I love that they learned to relate to people of all ages as well as their peer group.
Taking responsibility for their own studies and managing their time. Both sons find schooled children (in general, not exclusively) less self-motivated.
You save years of school-run stress.
They are also still willing to learn with you if and when they go into school, which is an advantage.
I put this question to the two boys and they said the same things. Plus being able to catch up on sleep if you got tired!
Are there any negatives?
Post age 14, all but one of their friends had gone into school. So it was rather lonely. And you have to spend so much of the day studying, that the freedoms of home-education become less of an advantage.
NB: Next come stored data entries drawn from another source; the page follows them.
use rand::Rng;
use rand_distr::{Binomial, Distribution};
use tracing::{instrument, trace};

use crate::{
    config::{BitErrorModel, SimulationConfig},
    error::{ConfigError, Result},
};

/// Outcome of a single simulated packet.
#[derive(Clone, Copy, Debug, PartialEq)]
pub struct PacketResult {
    /// Transmission + propagation delay, plus the retransmission penalty if lost
    pub total_delay: f64,
    /// Bits per second delivered, zero for a lost packet
    pub throughput: f64,
    /// Flipped bits in the packet
    pub error_count: u64,
    /// Error count exceeded the threshold
    pub lost: bool,
}

impl PacketResult {
    /// Whether at least one bit was flipped.
    pub fn has_errors(&self) -> bool {
        self.error_count > 0
    }
}

enum ErrorSource {
    PerBit,
    Binomial(Binomial),
}

/// Point-to-point link with independent bit errors.
///
/// Each call to [`LinkSimulator::transmit_packet`] is an independent trial;
/// the only state shared between packets is the caller's random source.
pub struct LinkSimulator<'a> {
    config: &'a SimulationConfig,
    errors: ErrorSource,
}

impl<'a> LinkSimulator<'a> {
    /// Creates a link, rejecting configs that would divide by zero or
    /// sample an impossible probability.
    pub fn new(config: &'a SimulationConfig) -> Result<Self> {
        config.validate()?;

        let errors = match config.error_model {
            BitErrorModel::PerBit => ErrorSource::PerBit,
            BitErrorModel::Binomial => ErrorSource::Binomial(
                Binomial::new(config.packet_size_bits, config.bit_error_probability)
                    .map_err(|_| ConfigError::BitErrorProbability(config.bit_error_probability))?,
            ),
        };

        Ok(Self { config, errors })
    }

    /// Config this link was built from.
    pub fn config(&self) -> &SimulationConfig {
        self.config
    }

    /// Number of flipped bits in one packet.
    pub fn count_bit_errors<R: Rng + ?Sized>(&self, rng: &mut R) -> u64 {
        match &self.errors {
            ErrorSource::PerBit => {
                let p = self.config.bit_error_probability;
                let mut errors = 0;

                for _ in 0..self.config.packet_size_bits {
                    let r: f64 = rng.random();

                    if r < p {
                        errors += 1;
                    }
                }

                errors
            }
            ErrorSource::Binomial(binomial) => binomial.sample(rng),
        }
    }

    /// Simulates the transmission of one packet.
    ///
    /// A packet with more errors than the threshold is charged the fixed
    /// retransmission delay and delivers no throughput. No second attempt is
    /// drawn.
    #[instrument(level = "trace", skip_all)]
    pub fn transmit_packet<R: Rng + ?Sized>(&self, rng: &mut R) -> PacketResult {
        let error_count = self.count_bit_errors(rng);
        let lost = error_count > self.config.error_threshold;

        let mut total_delay = self.config.transmission_delay() + self.config.propagation_delay;
        if lost {
            total_delay += self.config.retransmission_delay;
        }

        let throughput = if lost {
            0.0
        } else {
            self.config.packet_size_bits as f64 / total_delay
        };

        trace!(error_count, lost, total_delay, throughput, "Packet transmitted");

        PacketResult {
            total_delay,
            throughput,
            error_count,
            lost,
        }
    }
}

#[cfg(test)]
mod tests {
    use super::*;
    use crate::error::Error;
    use rand::{SeedableRng, rngs::StdRng};

    fn reference() -> SimulationConfig {
        SimulationConfig::default()
            .with_bit_rate(1e6)
            .with_packet_size_bits(1000)
            .with_propagation_delay(0.001)
            .with_error_threshold(5)
            .with_retransmission_delay(0.002)
    }

    #[test_log::test]
    fn test_error_free_link() {
        for model in [BitErrorModel::PerBit, BitErrorModel::Binomial] {
            let config = reference()
                .with_bit_error_probability(0.0)
                .with_error_model(model);
            let link = LinkSimulator::new(&config).unwrap();
            let mut rng = StdRng::seed_from_u64(1);

            for _ in 0..100 {
                let packet = link.transmit_packet(&mut rng);

                assert_eq!(packet.error_count, 0);
                assert!(!packet.has_errors());
                assert!(!packet.lost);
                assert!((packet.total_delay - 0.002).abs() < 1e-12);
                assert!((packet.throughput - 500_000.0).abs() < 1e-6);
            }
        }
    }

    #[test_log::test]
    fn test_always_corrupted_link() {
        for model in [BitErrorModel::PerBit, BitErrorModel::Binomial] {
            let config = reference()
                .with_bit_error_probability(1.0)
                .with_error_model(model);
            let link = LinkSimulator::new(&config).unwrap();
            let mut rng = StdRng::seed_from_u64(2);

            for _ in 0..20 {
                let packet = link.transmit_packet(&mut rng);

                assert_eq!(packet.error_count, config.packet_size_bits);
                assert!(packet.lost);
                assert_eq!(packet.throughput, 0.0);

                let expected = config.transmission_delay()
                    + config.propagation_delay
                    + config.retransmission_delay;
                assert!((packet.total_delay - expected).abs() < 1e-12);
            }
        }
    }

    #[test_log::test]
    fn test_delay_and_throughput_invariants() {
        for model in [BitErrorModel::PerBit, BitErrorModel::Binomial] {
            // High enough that both lost and delivered packets show up.
            let config = reference()
                .with_bit_error_probability(0.005)
                .with_error_model(model);
            let link = LinkSimulator::new(&config).unwrap();
            let mut rng = StdRng::seed_from_u64(3);
            let base_delay = config.transmission_delay() + config.propagation_delay;

            let (mut lost, mut delivered) = (0, 0);
            for _ in 0..500 {
                let packet = link.transmit_packet(&mut rng);

                assert!(packet.error_count <= config.packet_size_bits);
                assert!(packet.total_delay >= base_delay);

                assert_eq!(packet.lost, packet.error_count > config.error_threshold);
                if packet.lost {
                    lost += 1;
                    assert_eq!(packet.throughput, 0.0);
                    assert!(packet.total_delay > base_delay);
                } else {
                    delivered += 1;
                    assert_eq!(packet.total_delay, base_delay);
                    assert_eq!(
                        packet.throughput,
                        config.packet_size_bits as f64 / packet.total_delay
                    );
                }
            }

            assert!(lost > 0, "{model:?}");
            assert!(delivered > 0, "{model:?}");
        }
    }

    #[test_log::test]
    fn test_zero_threshold_loses_any_error() {
        let config = reference()
            .with_error_threshold(0)
            .with_bit_error_probability(0.01);
        let link = LinkSimulator::new(&config).unwrap();
        let mut rng = StdRng::seed_from_u64(4);

        for _ in 0..100 {
            let packet = link.transmit_packet(&mut rng);
            assert_eq!(packet.has_errors(), packet.throughput == 0.0);
        }
    }

    #[test_log::test]
    fn test_error_count_mean() {
        // n * p = 2 errors per packet
        let n = 2000;
        for model in [BitErrorModel::PerBit, BitErrorModel::Binomial] {
            let config = reference()
                .with_bit_error_probability(0.002)
                .with_error_model(model);
            let link = LinkSimulator::new(&config).unwrap();
            let mut rng = StdRng::seed_from_u64(5);

            let total: u64 = (0..n).map(|_| link.count_bit_errors(&mut rng)).sum();
            let mean = total as f64 / n as f64;

            assert!((mean - 2.0).abs() < 0.2, "{model:?} mean {mean}");
        }
    }

    #[test_log::test]
    fn test_same_seed_same_packets() {
        let config = SimulationConfig::default();
        let link = LinkSimulator::new(&config).unwrap();

        let mut a = StdRng::seed_from_u64(42);
        let mut b = StdRng::seed_from_u64(42);

        for _ in 0..50 {
            assert_eq!(link.transmit_packet(&mut a), link.transmit_packet(&mut b));
        }
    }

    #[test_log::test]
    fn test_rejects_free_retransmission() {
        let config = reference()
            .with_bit_error_probability(1.0)
            .with_retransmission_delay(0.0);

        assert!(matches!(
            LinkSimulator::new(&config),
            Err(Error::InvalidConfiguration(ConfigError::RetransmissionDelay(_)))
        ));
    }

    #[test_log::test]
    fn test_rejects_invalid_config() {
        let config = reference().with_bit_rate(0.0);

        assert!(matches!(
            LinkSimulator::new(&config),
            Err(Error::InvalidConfiguration(ConfigError::BitRate(_)))
        ));
    }
}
That’s why having seen my eldest become rather isolated in his final year, I put my more gregarious younger son into school sooner. Up to then, I’d say the only disadvantage was people constantly asking why they weren’t in school and then saying, ‘Oh, aren’t you brave?’ I had to grit my teeth. And of course as a parent, you don’t get a huge amount of time to yourself. Especially as a single parent. Apart from that, they were such happy years. I would do it all over again. They both tell me they are glad they were homeschooled.
Any home ed misconceptions you’d like to clear up?
You don’t have to be brave! You don’t have to be a teacher! You don’t have to be amazingly intelligent! School isn’t the only place you can make friends. You can be home schooled and do well academically. (My eldest is proof).
Middle class children perform very similarly whether at home or school. Working class children, if their parents are genuinely engaged, outperform their schooled counterparts.
Do you have any advice for someone thinking about home education?
It’s a lot of work, especially as they get older. You need to enjoy your children’s company (though you do get to hang out with interesting parents too). You need to be OK about your house constantly being trashed by baking, painting and den building etc. Even now we still have piles of workbooks, text books and paper all over the house.
Although home education doesn’t need to be expensive, it will incur more costs than school. Definitely join Education Otherwise and go out and meet as many other home-educators as you can. There are camps too. And enjoy!